While nearly $600 billion is reportedly lost yearly due to employee turnover, firms that boast high levels of psychological safety – the belief that one can speak up with ideas, questions, concerns and mistakes without fear of punishment or humiliation – enjoy 27% reduction in turnover, 76% more employee engagement, and 50% greater productivity. The psychological safety that employees in such firms experience leads them to collaborate more with others, learn faster, have greater skills preparedness, and also be more likely to apply these skills on the job.


Source: Gartner

With the benefits of increased levels of psychological safety well documented, it makes sense to adopt strategies that boost psychological safety within your team, learning from firms and teams that have gotten it right.

Lessons from Google: How team managers can lead the way

In the 2010s, Google’s people operations team on Project Aristotle, a quest to understand the dynamics of high performance teams, found out that individuals on teams with higher psychological safety are less likely to leave Google, more likely to harness the power of diverse ideas from their teammates, bring in more revenue, and be rated as effective twice as often by executives. This pioneering work from Google included several tested strategies for managers to raise psychological safety within their teams.

They recommend firstly demonstrating engagement and understanding to communicate to your team that they are truly being heard without judgment. Simple actions like closing your laptop during meetings, maintaining eye contact while speaking, responding verbally and with your body language to show engagement, asking questions that help you learn more, recapping discussions to ensure alignment, avoiding placing blame and focusing on solutions, are all vital to fostering psychological safety within your team.

They also suggest ways to be more inclusive in inter-personal settings and decision making. One of the most key suggestions, especially as we work with diverse, dispersed teams in hybrid work settings, is to share information about your personal work style or boundaries and encourage your team members to do the same.

When it comes to decision making, take into account all inputs and suggestions before coming to a decision, explain the rationale behind decisions, and acknowledge contributions and inputs, even if you could not fully incorporate them.

Lessons from Microsoft: How teams can rally round to build psychological safety

With the aim of building Microsoft Teams in a manner that enhances the way people work, the organization worked with IDEO to talk to experts and successful teams ranging from fishmongers to search-and-rescue workers to consultants to see what lessons they could glean.

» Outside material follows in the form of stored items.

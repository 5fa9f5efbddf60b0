//! Sets of hidden-unit indices.

use std::collections::BTreeSet;

use serde::{Deserialize, Serialize};

use crate::error::{CoreError, Result};

/// A set of hidden-unit indices.
///
/// Membership is the only semantic; iteration is in ascending index order.
#[derive(Debug, Clone, Default, PartialEq, Eq, Serialize, Deserialize)]
pub struct Selection {
    units: BTreeSet<usize>,
}

impl Selection {
    /// Create an empty selection.
    #[must_use]
    pub fn new() -> Self {
        Self::default()
    }

    /// Select every unit in `[0, hidden)`.
    #[must_use]
    pub fn all(hidden: usize) -> Self {
        (0..hidden).collect()
    }

    /// Add a unit. Returns `true` if it was not already selected.
    pub fn insert(&mut self, unit: usize) -> bool {
        self.units.insert(unit)
    }

    /// Remove a unit. Returns `true` if it was selected.
    pub fn remove(&mut self, unit: usize) -> bool {
        self.units.remove(&unit)
    }

    /// Flip membership of a unit, returning the new membership.
    pub fn toggle(&mut self, unit: usize) -> bool {
        if self.units.remove(&unit) {
            false
        } else {
            self.units.insert(unit);
            true
        }
    }

    /// Check membership.
    #[must_use]
    pub fn contains(&self, unit: usize) -> bool {
        self.units.contains(&unit)
    }

    /// Number of selected units.
    #[must_use]
    pub fn len(&self) -> usize {
        self.units.len()
    }

    /// Check if no unit is selected.
    #[must_use]
    pub fn is_empty(&self) -> bool {
        self.units.is_empty()
    }

    /// Deselect everything.
    pub fn clear(&mut self) {
        self.units.clear();
    }

    /// Iterate over selected units in ascending order.
    pub fn iter(&self) -> impl Iterator<Item = usize> + '_ {
        self.units.iter().copied()
    }

    /// Fail with [`CoreError::IndexOutOfRange`] if any unit is `>= hidden`.
    pub fn validate(&self, hidden: usize) -> Result<()> {
        match self.units.iter().next_back() {
            Some(&last) if last >= hidden => Err(CoreError::out_of_range(last, hidden)),
            _ => Ok(()),
        }
    }
}

impl FromIterator<usize> for Selection {
    fn from_iter<I: IntoIterator<Item = usize>>(iter: I) -> Self {
        Self {
            units: iter.into_iter().collect(),
        }
    }
}

impl Extend<usize> for Selection {
    fn extend<I: IntoIterator<Item = usize>>(&mut self, iter: I) {
        self.units.extend(iter);
    }
}

impl<'a> IntoIterator for &'a Selection {
    type Item = usize;
    type IntoIter = std::iter::Copied<std::collections::btree_set::Iter<'a, usize>>;

    fn into_iter(self) -> Self::IntoIter {
        self.units.iter().copied()
    }
}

One of the biggest lessons from them was understanding that everyone does not have to agree to be on the same page. However, getting all opinions and ideas together and having a process in place to solve tensions when they arise helps teams to progress without eroding cohesion. By focusing on aligning rather than conforming, teams can support individuality and unique points of view and also settle on the right action required to move ahead as a group.

Their biggest tip for fostering trust and vulnerability was to ensure that everyone helps one another be open, without feeling exposed. The advice is simple: Share what you are comfortable sharing, and not necessarily every detail of your life. Also, acknowledge that these boundaries look different for different people. And most importantly, this does not happen overnight; instead, it takes gradual, frequent communication and deliberate efforts.

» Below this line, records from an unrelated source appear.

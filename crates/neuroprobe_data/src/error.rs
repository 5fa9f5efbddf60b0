//! Error types for neuroprobe_data.

use thiserror::Error;

/// Result type alias using [`DataError`].
pub type Result<T> = std::result::Result<T, DataError>;

/// Errors that can occur while loading corpora or weights.
#[derive(Error, Debug)]
pub enum DataError {
    /// Invalid data shape.
    #[error("Invalid shape: {0}")]
    InvalidShape(String),

    /// Index out of bounds.
    #[error("Index {index} out of bounds for length {length}")]
    IndexOutOfBounds {
        /// The requested index.
        index: usize,
        /// The length of the collection.
        length: usize,
    },

    /// File format error.
    #[error("File format error: {0}")]
    FormatError(String),

    /// Parse error.
    #[error("Parse error: {0}")]
    Parse(String),

    /// I/O error.
    #[error("I/O error: {0}")]
    IoError(#[from] std::io::Error),

    /// Core error.
    #[error("Core error: {0}")]
    CoreError(#[from] neuroprobe_core::CoreError),
}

Lessons from Great Place to Work®: How leaders across the board can pivot towards psychological safety

As a firm focused on supporting employee-friendly organizations, Great Place to Work® has seen employees report on the effects of psychologically unsafe workplace dynamics. It has also worked with many firms to help them incorporate more positive workplace practices into their organizational culture.

Julian Lute, strategic advisor at Great Place to Work®, points out that sharing what you know and more importantly, what you don’t know, is vital to fostering greater trust and open communication within the team and the organization. Another vital tip is to consistently review your report’s workplace experience and examine whether it is truly fair and just, particularly with respect to pathways to promotion and compensation. He also warns against developing unrealistic expectations pertaining to workloads and availability.

Modeling openness and inclusion while being respectful of every individual’s boundaries (and the team’s own collectively set boundaries) is ultimately the common thread underlying all the advice from these organizations. The result can be a fearless team that tests boundaries – of innovation, experimentation, and curiosity – to deliver high performance at no cost to personal integrity and psychological safety.